CDC Growth charts


Weight and height measurements:

  • The weight of the child should be taken after voiding and before meal. The child should be wearing only light clothing, he should stand relaxed and still and look straight ahead.
  • Height should be measured accurately. Clothing should be minimal when measuring height so that the posture of the child can clearly be seen. Shoes and socks should not be worn. The child should stand with the back and head straight

BMI calculation and interpretation:

  • BMI is the weight of the individual divided by the square of his height (BMI = Wt (kg)/ Ht(m)2)
  • BMI correlates well with body fat in a population which means that in general, the higher the BMI, the higher the body fat content.

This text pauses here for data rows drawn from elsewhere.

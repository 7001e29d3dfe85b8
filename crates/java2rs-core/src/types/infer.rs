// Type inference pass: a single post-order walk assigning value types
use tracing::debug;

use super::{TypeDescription, ValueType};
use crate::ast::{BinaryOp, LiteralKind, NodeId, NodeKind, SyntaxTree, TypeRef, UnaryOp};
use crate::resolve::{Resolve, Site, UnitId};
use crate::scope::ScopeTracker;

/// Fill the unit's type table. Runs after the scope model is built.
pub fn infer_types(unit: UnitId, tree: &SyntaxTree, resolver: &dyn Resolve, scopes: &mut ScopeTracker) {
    let mut pass = Inference {
        unit,
        tree,
        resolver,
        scopes,
        typed: 0,
    };
    pass.visit(tree.root());
    debug!("{unit}: typed {} expression(s)", pass.typed);
}

struct Inference<'a, 's> {
    unit: UnitId,
    tree: &'a SyntaxTree,
    resolver: &'a dyn Resolve,
    scopes: &'s mut ScopeTracker,
    typed: usize,
}

fn literal_type(kind: LiteralKind) -> Option<ValueType> {
    match kind {
        LiteralKind::Int | LiteralKind::Long => Some(ValueType::Integral),
        LiteralKind::Float | LiteralKind::Double => Some(ValueType::Floating),
        LiteralKind::Char => Some(ValueType::Char),
        LiteralKind::String | LiteralKind::TextBlock => Some(ValueType::Text),
        LiteralKind::Bool => Some(ValueType::Boolean),
        LiteralKind::Null => None,
    }
}

/// Binary operator rules, most specific first
fn binary_type(op: BinaryOp, left: Option<&ValueType>, right: Option<&ValueType>) -> Option<ValueType> {
    let either = |test: fn(&ValueType) -> bool| left.is_some_and(test) || right.is_some_and(test);
    let is_bool = |t: &ValueType| *t == ValueType::Boolean;
    if op.is_comparison() || op.is_logical() {
        return Some(ValueType::Boolean);
    }
    if op.is_bitwise() {
        return Some(if either(is_bool) {
            ValueType::Boolean
        } else {
            ValueType::Integral
        });
    }
    if op.is_shift() {
        return Some(ValueType::Integral);
    }
    if either(ValueType::is_text) {
        Some(ValueType::Text)
    } else if either(ValueType::is_floating) {
        Some(ValueType::Floating)
    } else if either(is_bool) {
        Some(ValueType::Boolean)
    } else if either(ValueType::is_integral) {
        Some(ValueType::Integral)
    } else {
        None
    }
}

impl<'a, 's> Inference<'a, 's> {
    fn site(&self, node: NodeId) -> Site<'a> {
        Site::new(self.unit, self.tree, node)
    }

    fn put(&mut self, node: NodeId, ty: Option<ValueType>) {
        if let Some(ty) = ty {
            self.scopes.types.put(node, ty);
            self.typed += 1;
        }
    }

    fn type_of(&self, node: NodeId) -> Option<&ValueType> {
        self.scopes.types.get(node)
    }

    fn resolved(&self, node: NodeId) -> Option<ValueType> {
        ValueType::from_resolved(&self.resolver.resolve_expression_type(self.site(node)))
    }

    /// Promote an initializer (and nested array initializer elements) to floating
    fn promote_floating(&mut self, node: NodeId) {
        let tree = self.tree;
        match tree.kind(node) {
            NodeKind::ArrayInit { elements } => {
                for element in elements {
                    self.promote_floating(*element);
                }
            }
            NodeKind::NewArray { init, .. } => {
                if let Some(init) = init {
                    self.promote_floating(*init);
                }
            }
            _ => self.scopes.types.put(node, ValueType::Floating),
        }
    }

    fn declared_floating(&self, desc: &TypeDescription) -> bool {
        desc.value.as_ref().is_some_and(ValueType::is_floating)
    }

    fn visit(&mut self, node: NodeId) {
        let tree = self.tree;
        if matches!(tree.kind(node), NodeKind::Lambda { .. }) {
            return;
        }
        for child in tree.children(node) {
            self.visit(*child);
        }
        let ty = self.infer(node);
        self.put(node, ty);
        self.push_down(node);
    }

    /// Value type of one node from its (already typed) children
    fn infer(&self, node: NodeId) -> Option<ValueType> {
        let tree = self.tree;
        match tree.kind(node) {
            NodeKind::Literal { kind, .. } => literal_type(*kind),
            NodeKind::Name { name } => match self.scopes.find_declaration(tree, name, node) {
                Some(decl) => ValueType::from_resolved(&decl.ty.resolved),
                None => self.resolved(node),
            },
            NodeKind::Binary { op, left, right } => {
                binary_type(*op, self.type_of(*left), self.type_of(*right))
                    .or_else(|| self.resolved(node))
            }
            NodeKind::Unary { op, operand } => match op {
                UnaryOp::Plus | UnaryOp::Minus => self.type_of(*operand).cloned(),
                UnaryOp::Not => Some(ValueType::Boolean),
                UnaryOp::BitNot => Some(ValueType::Integral),
            },
            NodeKind::Update { .. } => Some(ValueType::Integral),
            NodeKind::Paren { expr } => self.type_of(*expr).cloned(),
            NodeKind::Assign { target, .. } => self
                .type_of(*target)
                .cloned()
                .or_else(|| self.resolved(node)),
            NodeKind::Declarator { .. } => self.declarator_type(node).and_then(|d| d.value),
            NodeKind::FieldAccess { .. }
            | NodeKind::ArrayAccess { .. }
            | NodeKind::Call { .. }
            | NodeKind::New { .. }
            | NodeKind::NewArray { .. }
            | NodeKind::Conditional { .. }
            | NodeKind::Cast { .. }
            | NodeKind::InstanceOf { .. }
            | NodeKind::ClassLiteral { .. }
            | NodeKind::This => self.resolved(node),
            NodeKind::Switch { is_expr: true, .. } => None,
            NodeKind::CompilationUnit { .. }
            | NodeKind::Import { .. }
            | NodeKind::TypeDecl(_)
            | NodeKind::Field { .. }
            | NodeKind::Method(_)
            | NodeKind::Constructor(_)
            | NodeKind::Param { .. }
            | NodeKind::EnumConstant { .. }
            | NodeKind::Initializer { .. }
            | NodeKind::Block { .. }
            | NodeKind::LocalVar { .. }
            | NodeKind::ExprStmt { .. }
            | NodeKind::If { .. }
            | NodeKind::While { .. }
            | NodeKind::DoWhile { .. }
            | NodeKind::For { .. }
            | NodeKind::ForEach { .. }
            | NodeKind::Return { .. }
            | NodeKind::Break { .. }
            | NodeKind::Continue { .. }
            | NodeKind::Throw { .. }
            | NodeKind::Try { .. }
            | NodeKind::Catch { .. }
            | NodeKind::Switch { .. }
            | NodeKind::SwitchCase { .. }
            | NodeKind::Labeled { .. }
            | NodeKind::Synchronized { .. }
            | NodeKind::Assert { .. }
            | NodeKind::Yield { .. }
            | NodeKind::CtorCall { .. }
            | NodeKind::Empty
            | NodeKind::ArrayInit { .. }
            | NodeKind::Lambda { .. }
            | NodeKind::MethodRef { .. }
            | NodeKind::Super
            | NodeKind::Comment { .. }
            | NodeKind::Unsupported { .. } => None,
        }
    }

    /// Declared type of a local or field declarator; `None` for `var`
    fn declarator_type(&self, node: NodeId) -> Option<TypeDescription> {
        let tree = self.tree;
        let NodeKind::Declarator { dims, .. } = tree.kind(node) else {
            return None;
        };
        let declared = match tree.kind(tree.parent(node)?) {
            NodeKind::LocalVar { ty, .. } | NodeKind::Field { ty, .. } => ty,
            _ => return None,
        };
        if *declared == TypeRef::Inferred {
            return None;
        }
        let ty = declared.clone().with_extra_dims(*dims);
        Some(TypeDescription::of(
            self.resolver.resolve_type(self.site(node), &ty),
        ))
    }

    /// Push declared and parameter types down onto initializers and arguments
    fn push_down(&mut self, node: NodeId) {
        let tree = self.tree;
        match tree.kind(node) {
            NodeKind::Declarator { init: Some(init), .. } => {
                if let Some(desc) = self.declarator_type(node) {
                    if self.declared_floating(&desc) {
                        self.promote_floating(*init);
                    }
                }
            }
            NodeKind::Call { args, .. } | NodeKind::New { args, .. } | NodeKind::CtorCall { args, .. } => {
                let Some(callee) = self.resolver.resolve_callee(self.site(node)) else {
                    return;
                };
                for (arg, param) in args.iter().zip(&callee.params) {
                    if param.as_primitive().is_some_and(|p| p.is_floating()) {
                        self.promote_floating(*arg);
                    }
                }
            }
            NodeKind::Assign { target, value, .. } => {
                if self.type_of(*target).is_some_and(ValueType::is_floating) {
                    self.promote_floating(*value);
                }
            }
            NodeKind::Return { value: Some(value) } => {
                let Some(routine) = tree.enclosing_routine(node) else {
                    return;
                };
                if let NodeKind::Method(method) = tree.kind(routine) {
                    let ret = self.resolver.resolve_type(self.site(routine), &method.return_type);
                    if ret.as_primitive().is_some_and(|p| p.is_floating()) {
                        self.promote_floating(*value);
                    }
                }
            }
            _ => {}
        }
    }
}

In children, the assessment of weight status is much more complex. This is because children are growing and the growth patterns (and hence the BMI) of children differs according to their age.

The pattern of growth is dependent on the sex of the child since the growth pattern for boys is very different from the growth pattern for girls.

For children, BMI is determined — based on carefully measured height and weight — and then graphs or growth charts are used to find each child’s BMI percentile-for-age by plotting the BMI value versus age on a growth chart for that child’s sex.

To use a BMI chart, you must know the birth date of the child, so that you can calculate the age of the child (in months) on the date that his or her height and weight were measured.

  • Adolescents who are found to be < 5th percentile of weight for height or BMI for age and gender are classified as underweight and should be referred to a primary healthcare provider.
  • Adolescents with a BMI ≥ 85th percentile but < 95th percentile are classified as at-risk for overweight. They should be asked for a full medical evaluation.
  • Teenagers with a BMI ≥ 95th percentile are classified as overweight and should be asked for a complete medical evaluation to determine potential obesity-related complications.